[TASK GOAL] Return all lines of the records that contain the word "LintResult".

Stored data
# # # #
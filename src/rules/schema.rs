//! Rule Set Schema Types
//!
//! File schema (matches TOML/JSON rule files) plus the runtime `RuleSet`
//! with compiled patterns and construction-time validation.

use regex::RegexBuilder;
use serde::Deserialize;
use std::collections::{BTreeMap, HashSet};
use thiserror::Error;

/// Exit code for a passing branch name.
pub const SUCCESS_CODE: i32 = 0;
/// Exit code for a failing branch name.
pub const ERROR_CODE: i32 = 1;

/// Severity tag attached to every diagnostic and message template.
///
/// `App` is the top-level pass/fail wrapper scope and serializes as
/// `branchNameLint` for compatibility with existing rule files.
#[derive(Debug, Clone, Copy, PartialEq, Eq, Deserialize)]
pub enum Severity {
    #[serde(rename = "ERROR")]
    Error,
    #[serde(rename = "SUCCESS")]
    Success,
    #[serde(rename = "INFO")]
    Info,
    #[serde(rename = "WARNING")]
    Warning,
    #[serde(rename = "branchNameLint")]
    App,
}

impl Severity {
    pub fn tag(&self) -> &'static str {
        match self {
            Severity::Error => "ERROR",
            Severity::Success => "SUCCESS",
            Severity::Info => "INFO",
            Severity::Warning => "WARNING",
            Severity::App => "branchNameLint",
        }
    }
}

/// A single diagnostic message template.
#[derive(Debug, Clone, PartialEq, Eq, Deserialize)]
pub struct MessageTemplate {
    pub severity: Severity,
    pub text: String,
    #[serde(default = "default_indent")]
    pub indent: usize,
}

fn default_indent() -> usize {
    1
}

impl MessageTemplate {
    fn new(severity: Severity, text: &str) -> Self {
        Self {
            severity,
            text: text.to_string(),
            indent: default_indent(),
        }
    }
}

/// Token position(s) at which a rule may apply. Zero-based.
#[derive(Debug, Clone, PartialEq, Eq, Deserialize)]
#[serde(untagged)]
pub enum Position {
    Single(usize),
    Multiple(Vec<usize>),
}

impl Position {
    pub fn contains(&self, index: usize) -> bool {
        match self {
            Position::Single(p) => *p == index,
            Position::Multiple(ps) => ps.contains(&index),
        }
    }

    pub fn is_list(&self) -> bool {
        matches!(self, Position::Multiple(_))
    }

    /// Highest declared position, `None` for an empty list.
    pub fn max(&self) -> Option<usize> {
        match self {
            Position::Single(p) => Some(*p),
            Position::Multiple(ps) => ps.iter().copied().max(),
        }
    }

    /// One-based display form, `" || "`-joined when multiple.
    pub fn one_based(&self) -> String {
        match self {
            Position::Single(p) => (p + 1).to_string(),
            Position::Multiple(ps) => ps
                .iter()
                .map(|p| (p + 1).to_string())
                .collect::<Vec<_>>()
                .join(" || "),
        }
    }
}
//! Console reporting for lint diagnostics.
//!
//! The core only tags diagnostics with a severity; the mapping to colors
//! and the verbosity gating live here.

use colored::{Color, Colorize};

use crate::config::Config;
use crate::rules::Severity;
use crate::validation::{Diagnostic, LintResult};

/// Foreground/background pair for a severity tag.
fn style(severity: Severity) -> (Color, Color) {
    match severity {
        Severity::Error => (Color::White, Color::Red),
        Severity::Success => (Color::White, Color::Green),
        Severity::Info => (Color::White, Color::Blue),
        Severity::Warning => (Color::Black, Color::Yellow),
        Severity::App => (Color::Black, Color::White),
    }
}

/// Writes rendered diagnostics to the console, gated by the caller's
/// verbosity flags.
#[derive(Debug, Clone)]
pub struct Reporter {
    verbose: bool,
    quiet: bool,
    mute: bool,
    color: bool,
    indentation: String,
}

impl Reporter {
    pub fn new(config: &Config, indentation: &str) -> Self {
        Self {
            verbose: config.verbose,
            quiet: config.quiet,
            mute: config.mute,
            color: config.color,
            indentation: indentation.to_string(),
        }
    }

    pub fn report(&self, result: &LintResult) {
        for diagnostic in &result.diagnostics {
            if self.should_print(diagnostic.severity) {
                println!("{}", self.format(diagnostic));
            }
        }
    }

    /// mute prints nothing; quiet keeps only the pass/fail wrapper;
    /// progress diagnostics need verbose.
    fn should_print(&self, severity: Severity) -> bool {
        if self.mute {
            return false;
        }
        if self.quiet {
            return severity == Severity::App;
        }
        if severity == Severity::Info {
            return self.verbose;
        }
        true
    }

    /// `[SCOPE]` tag on its own line, then the indented message.
    pub fn format(&self, diagnostic: &Diagnostic) -> String {
        let tag = format!("[{}]", diagnostic.severity.tag());
        let indent = self.indentation.repeat(diagnostic.indent);
        if self.color {
            let (fg, bg) = style(diagnostic.severity);
            format!(
                "{}\n{}{}",
                tag.as_str().color(fg).on_color(bg),
                indent,
                diagnostic.text.as_str().color(fg).on_color(bg)
            )
        } else {
            format!("{tag}\n{indent}{}", diagnostic.text)
        }
    }
}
# # # #
[WORKED SOLUTION]
use crate::validation::{Diagnostic, LintResult};
    pub fn report(&self, result: &LintResult) {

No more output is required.